Parishes and dioceses will be involved in the effort to inform and mobilize society in the correct implantation of the program, he affirmed.
"We will meet with bishops and tell them about the importance of the church in this process. Catholic communities must keep an eye on those cases," Marques explained.
The bishops' child ministry office has been in touch with Marques about his initiative and is working on parallel measures. Cizeski said that not all municipalities in Brazil are able to help orphans and end up sending them to shelters. That's why the ministry decided to implement a national program to educate people about the foster care system.
Cizeski said that while foster care is practiced in Brazil, it is often an option "neglected" by judges deciding where children should live.
"Many cities don't have a way to implement it," she said. "So, we decided to facilitate the process."
Children in foster care can more easily be sent to live with a biological relative in the future if that is possible. They can also be adopted by another family.
"We have to avoid the problems caused by our slow judiciary system," said Cizeski.
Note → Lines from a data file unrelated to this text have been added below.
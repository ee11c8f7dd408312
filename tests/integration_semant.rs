/// Integration tests for semantic analysis.
///
/// These tests verify:
///   • A minimal program with `Main.main` type-checks
///   • Exact diagnostic text for the classic error classes
///   • Inheritance-cycle reporting, one line per participant
///   • SELF_TYPE handling in dispatch and `if` joins
///   • Shadow-stack budgeting recorded on methods and classes
use coolc::ast::{self, FeatureKind};
use coolc::errors::CompileError;
use coolc::semant::Analysis;
use coolc::check_sources;

// ─── Helpers ──────────────────────────────────────────────────────────────────

fn check(src: &str) -> Result<Analysis, CompileError> {
    check_sources(&[("test.cl".to_string(), src.to_string())])
}

fn check_err(src: &str) -> String {
    match check(src) {
        Ok(_) => panic!("analysis should fail"),
        Err(error) => error.to_string(),
    }
}

fn method_stack(analysis: &Analysis, class: &str, method: &str) -> u32 {
    let id = analysis.types.get(class).expect("class exists");
    let class = analysis.tree.class(id);
    class
        .features
        .iter()
        .find_map(|f| match &f.kind {
            FeatureKind::Method { expression_stack, .. } if f.name == method => {
                Some(*expression_stack)
            }
            _ => None,
        })
        .expect("method exists")
}

// ─── Programs that should check ───────────────────────────────────────────────

#[test]
fn test_minimal_main_checks() {
    let analysis = check(r#"class Main { main():Object { "hi" }; };"#).expect("should check");
    let main_id = analysis.types.get("Main").expect("Main interned");
    assert!(analysis.tree.contains(main_id));
}

#[test]
fn test_inferred_types_are_recorded_everywhere() {
    let analysis = check(
        r#"
        class Main {
            x : Int <- 1;
            main() : Int { if true then x else 2 + 3 fi };
        };
        "#,
    )
    .expect("should check");

    let main_id = analysis.types.get("Main").expect("Main interned");
    for feature in &analysis.tree.class(main_id).features {
        if let FeatureKind::Method { body: Some(body), .. } = &feature.kind {
            assert_eq!(body.ty, Some(ast::INT), "if joins Int with Int");
        }
    }
}

#[test]
fn test_self_type_dispatch_result() {
    // copy() returns SELF_TYPE, so b.copy() has B's static type
    let analysis = check(
        r#"
        class B { f() : B { self.copy() }; };
        class Main { main() : Object { new B }; };
        "#,
    )
    .expect("should check");
    assert!(analysis.types.get("B").is_some());
}

#[test]
fn test_if_join_is_least_common_ancestor() {
    let analysis = check(
        r#"
        class A {};
        class B inherits A {};
        class C inherits A {};
        class Main {
            main() : A { if true then new B else new C fi };
        };
        "#,
    )
    .expect("should check");

    let main_id = analysis.types.get("Main").expect("Main");
    let a_id = analysis.types.get("A").expect("A");
    let body = analysis.tree.class(main_id).features.iter().find_map(|f| match &f.kind {
        FeatureKind::Method { body: Some(body), .. } => Some(body),
        _ => None,
    });
    assert_eq!(body.expect("main body").ty, Some(a_id));
}

#[test]
fn test_while_has_type_object() {
    let analysis = check(
        r#"
        class Main {
            main() : Object { while false loop 1 pool };
        };
        "#,
    )
    .expect("should check");

    let main_id = analysis.types.get("Main").expect("Main");
    let body = analysis.tree.class(main_id).features.iter().find_map(|f| match &f.kind {
        FeatureKind::Method { body: Some(body), .. } => Some(body),
        _ => None,
    });
    assert_eq!(body.expect("main body").ty, Some(ast::OBJECT));
}

// ─── Error diagnostics ────────────────────────────────────────────────────────

#[test]
fn test_empty_program_reports_missing_main() {
    let err = check_sources(&[]).expect_err("no sources");
    assert_eq!(err.to_string(), "Class Main is not defined.");
}

#[test]
fn test_program_without_main_class() {
    let err = check_err("class A {};");
    assert_eq!(err, "Class Main is not defined.");
}

#[test]
fn test_main_without_main_method() {
    let err = check_err("class Main { f() : Int { 0 }; };");
    assert_eq!(err, "\"test.cl\", line 1: No 'main' method in class Main.");
}

#[test]
fn test_override_with_different_parameter_type() {
    let err = check_err(
        "class A { f(x:Int):Int{x}; };\nclass B inherits A { f(x:String):Int{0}; };\nclass Main { main():Object { 0 }; };",
    );
    assert_eq!(
        err,
        "\"test.cl\", line 2: In redefined method f, parameter type String is different from original type Int"
    );
}

#[test]
fn test_override_with_different_arity() {
    let err = check_err(
        "class A { f(x:Int):Int{x}; };\nclass B inherits A { f():Int{0}; };\nclass Main { main():Object { 0 }; };",
    );
    assert_eq!(
        err,
        "\"test.cl\", line 2: Incompatible number of formal parameters in redefined method f."
    );
}

#[test]
fn test_cyclic_inheritance_reports_every_member() {
    let err = check_err("class A inherits B {};\nclass B inherits A {};");
    let lines: Vec<&str> = err.lines().collect();
    assert_eq!(lines.len(), 2);
    assert_eq!(
        lines[0],
        "\"test.cl\", line 1: Class A or an ancestor of A is involved in an inheritance cycle."
    );
    assert_eq!(
        lines[1],
        "\"test.cl\", line 2: Class B or an ancestor of B is involved in an inheritance cycle."
    );
}

#[test]
fn test_inherit_from_int_is_rejected() {
    let err = check_err("class A inherits Int {};\nclass Main { main():Object { 0 }; };");
    assert_eq!(err, "\"test.cl\", line 1: Class A cannot inherit class Int.");
}

#[test]
fn test_redefine_basic_class() {
    let err = check_err("class Int {};\nclass Main { main():Object { 0 }; };");
    assert_eq!(err, "\"test.cl\", line 1: Redefinition of basic class Int.");
}

#[test]
fn test_class_redefinition() {
    let err = check_err("class A {};\nclass A {};\nclass Main { main():Object { 0 }; };");
    assert_eq!(err, "\"test.cl\", line 2: Class A was previously defined.");
}

#[test]
fn test_undefined_parent() {
    let err = check_err("class A inherits Nope {};\nclass Main { main():Object { 0 }; };");
    assert_eq!(err, "\"test.cl\", line 1: Class A inherits from an undefined class Nope.");
}

#[test]
fn test_undeclared_identifier() {
    let err = check_err("class Main { main():Object { foo }; };");
    assert_eq!(err, "\"test.cl\", line 1: Undeclared identifier foo.");
}

#[test]
fn test_assign_to_self() {
    let err = check_err("class Main { main():Object { self <- new Main }; };");
    assert_eq!(err, "\"test.cl\", line 1: Cannot assign to 'self'.");
}

#[test]
fn test_non_int_arguments() {
    let err = check_err(r#"class Main { main():Int { 1 + "x" }; };"#);
    assert_eq!(err, "\"test.cl\", line 1: non-Int arguments: Int + String");
}

#[test]
fn test_illegal_basic_comparison() {
    let err = check_err(r#"class Main { main():Bool { 1 = "x" }; };"#);
    assert_eq!(err, "\"test.cl\", line 1: Illegal comparison with a basic type.");
}

#[test]
fn test_if_predicate_must_be_bool() {
    let err = check_err("class Main { main():Object { if 1 then 2 else 3 fi }; };");
    assert_eq!(err, "\"test.cl\", line 1: Predicate of 'if' does not have type Bool.");
}

#[test]
fn test_loop_condition_must_be_bool() {
    let err = check_err("class Main { main():Object { while 1 loop 2 pool }; };");
    assert_eq!(err, "\"test.cl\", line 1: Loop condition does not have type Bool.");
}

#[test]
fn test_let_init_must_conform() {
    let err = check_err(r#"class Main { main():Object { let x : Int <- "s" in x }; };"#);
    assert_eq!(
        err,
        "\"test.cl\", line 1: Inferred type String of initialization of x does not conform to identifier's declared type Int."
    );
}

#[test]
fn test_duplicate_case_branch() {
    let err = check_err(
        "class Main { main():Object { case 1 of a : Int => a; b : Int => b; esac }; };",
    );
    assert_eq!(err, "\"test.cl\", line 1: Duplicate branch Int in case statement.");
}

#[test]
fn test_case_branch_self_type() {
    let err =
        check_err("class Main { main():Object { case 1 of a : SELF_TYPE => a; esac }; };");
    assert_eq!(
        err,
        "\"test.cl\", line 1: Identifier a declared with type SELF_TYPE in case branch."
    );
}

#[test]
fn test_static_dispatch_to_self_type() {
    let err = check_err("class Main { main():Object { (new Main)@SELF_TYPE.main() }; };");
    assert_eq!(err, "\"test.cl\", line 1: Static dispatch to SELF_TYPE.");
}

#[test]
fn test_static_dispatch_must_conform() {
    let err = check_err(
        "class A {};\nclass Main { main():Object { (new A)@Main.main() }; };",
    );
    assert_eq!(
        err,
        "\"test.cl\", line 2: Expression type A does not conform to declared static dispatch type Main."
    );
}

#[test]
fn test_dispatch_to_undefined_method() {
    let err = check_err("class Main { main():Object { self.nope() }; };");
    assert_eq!(err, "\"test.cl\", line 1: Dispatch to undefined method nope.");
}

#[test]
fn test_argument_conformance() {
    let err = check_err(
        "class A { f(x:Int):Int{x}; };\nclass Main { main():Object { (new A).f(\"s\") }; };",
    );
    assert_eq!(
        err,
        "\"test.cl\", line 2: In call of method f, type String of parameter x does not conform to declared type Int."
    );
}

#[test]
fn test_attribute_redefined_from_parent() {
    let err = check_err(
        "class A { x : Int; };\nclass B inherits A { x : Int; };\nclass Main { main():Object { 0 }; };",
    );
    assert_eq!(
        err,
        "\"test.cl\", line 2: Attribute x is an attribute of an inherited class."
    );
}

#[test]
fn test_method_multiply_defined() {
    let err = check_err(
        "class Main { main():Object { 0 }; main():Object { 1 }; };",
    );
    assert_eq!(err, "\"test.cl\", line 1: Method main is multiply defined.");
}

#[test]
fn test_formal_cannot_be_self() {
    let err = check_err("class Main { main():Object { 0 }; f(self:Int):Int { 0 }; };");
    assert_eq!(
        err,
        "\"test.cl\", line 1: 'self' cannot be the name of a formal parameter."
    );
}

#[test]
fn test_body_must_conform_to_return_type() {
    let err = check_err("class Main { main():Int { \"s\" }; };");
    assert_eq!(
        err,
        "\"test.cl\", line 1: Inferred return type String of method main does not conform to declared return type Int."
    );
}

#[test]
fn test_new_with_undefined_class() {
    let err = check_err("class Main { main():Object { new Nope }; };");
    assert_eq!(err, "\"test.cl\", line 1: 'new' used with undefined class Nope.");
}

#[test]
fn test_not_requires_bool() {
    let err = check_err("class Main { main():Bool { not 1 }; };");
    assert_eq!(err, "\"test.cl\", line 1: Argument of 'not' has type Int instead of Bool.");
}

#[test]
fn test_neg_requires_int() {
    let err = check_err("class Main { main():Int { ~true }; };");
    assert_eq!(err, "\"test.cl\", line 1: Argument of '~' has type Bool instead of Int.");
}

// ─── Syntax errors from the front-end ────────────────────────────────────────

#[test]
fn test_syntax_error_is_prefixed_with_location() {
    let err = match check("class Main { main():Object { } };") {
        Err(error) => error.to_string(),
        Ok(_) => panic!("parse should fail"),
    };
    assert!(err.starts_with("\"test.cl\", line 1: syntax error"), "got: {}", err);
}

// ─── Stack budgeting ──────────────────────────────────────────────────────────

#[test]
fn test_new_needs_one_slot() {
    let analysis = check(
        "class Main { main():Object { new Main }; };",
    )
    .expect("should check");
    assert_eq!(method_stack(&analysis, "Main", "main"), 1);
}

#[test]
fn test_binary_op_holds_left_operand() {
    let analysis = check("class Main { main():Int { 1 + 2 }; };").expect("should check");
    assert_eq!(method_stack(&analysis, "Main", "main"), 1);
}

#[test]
fn test_nested_binary_ops_stack_up() {
    // ((1 + 2) + (3 + 4)): the right subtree runs with the left sum
    // spilled, and its own left operand needs a second slot
    let analysis =
        check("class Main { main():Int { (1 + 2) + (3 + 4) }; };").expect("should check");
    assert_eq!(method_stack(&analysis, "Main", "main"), 2);
}

#[test]
fn test_literal_body_needs_no_slots() {
    let analysis = check("class Main { main():Int { 1 }; };").expect("should check");
    assert_eq!(method_stack(&analysis, "Main", "main"), 0);
}

#[test]
fn test_let_binding_needs_a_slot() {
    let analysis =
        check("class Main { main():Int { let x : Int in x }; };").expect("should check");
    assert_eq!(method_stack(&analysis, "Main", "main"), 1);
}

#[test]
fn test_attribute_initialisers_budget_the_class_init() {
    let analysis = check(
        "class Main { x : Int <- 1 + 2; main():Int { 0 }; };",
    )
    .expect("should check");
    let main_id = analysis.types.get("Main").expect("Main");
    assert_eq!(analysis.tree.class(main_id).expression_stack, 1);
}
The first cycle of training on foster care has been offered by the bishops' child ministry office in the Diocese of Tianguá, in Ceará state. It is also being implemented in nine other dioceses.
João Batista Mota, the child pastoral ministry coordinator in Tianguá, said that out of a population of about 600,000 in their diocese at least nearly 700 people have died because of COVID-19 infections.
"We have children and teenagers being sent to shelters, but that can be prevented with a foster care system," he told NCR. "Our goal is to educate pastoral agents and government employees to identify and create foster families in our communities."
The ministry is also helping members of extended families of COVID-19 orphans to provide for them, working as mediators in discussions between the government and families who don't know their rights.
"Some time ago, we were called by a woman who took her grandchild's custody after her daughter died of COVID-19. When the kid asked about the deceased mother, the grandmother didn't know what to respond," Mota recalled.
"We noticed that they didn't have enough food and called the city's health care and social service systems. They were included in the food kit distribution program and are being regularly visited by a social worker," he said.
Large communities of Haitians, Venezuelans and Bolivians have been strongly impacted by the pandemic and many children lost at least one parent or caregiver.
"In the Bolivian community in São Paulo, many children lost their fathers and are now being raised only by their mothers," said Scalabrinian Fr. Paolo Parise, who coordinates the Mission Peace immigration center in São Paulo.
Church orphan shelters like the Instituto Meninos de São Judas Tadeu (St. Judas Thaddeus Boys Institute), in São Paulo, are already receiving COVID-19 orphans, said Sacred Heart Fr. Rafael Vieira da Costa, the institute's vice director. It is an additional challenge to others those institutions have been facing since the pandemic began.
"We unfortunately had cases of infection in some of our houses and also had to suspend many outdoor activities," da Costa told NCR.
Marques said that becoming an orphan "is a heavy difficulty in any circumstance."
"But the pandemic made things worse because it created orphans in an abrupt way," he reflected. "We weren't prepared for that."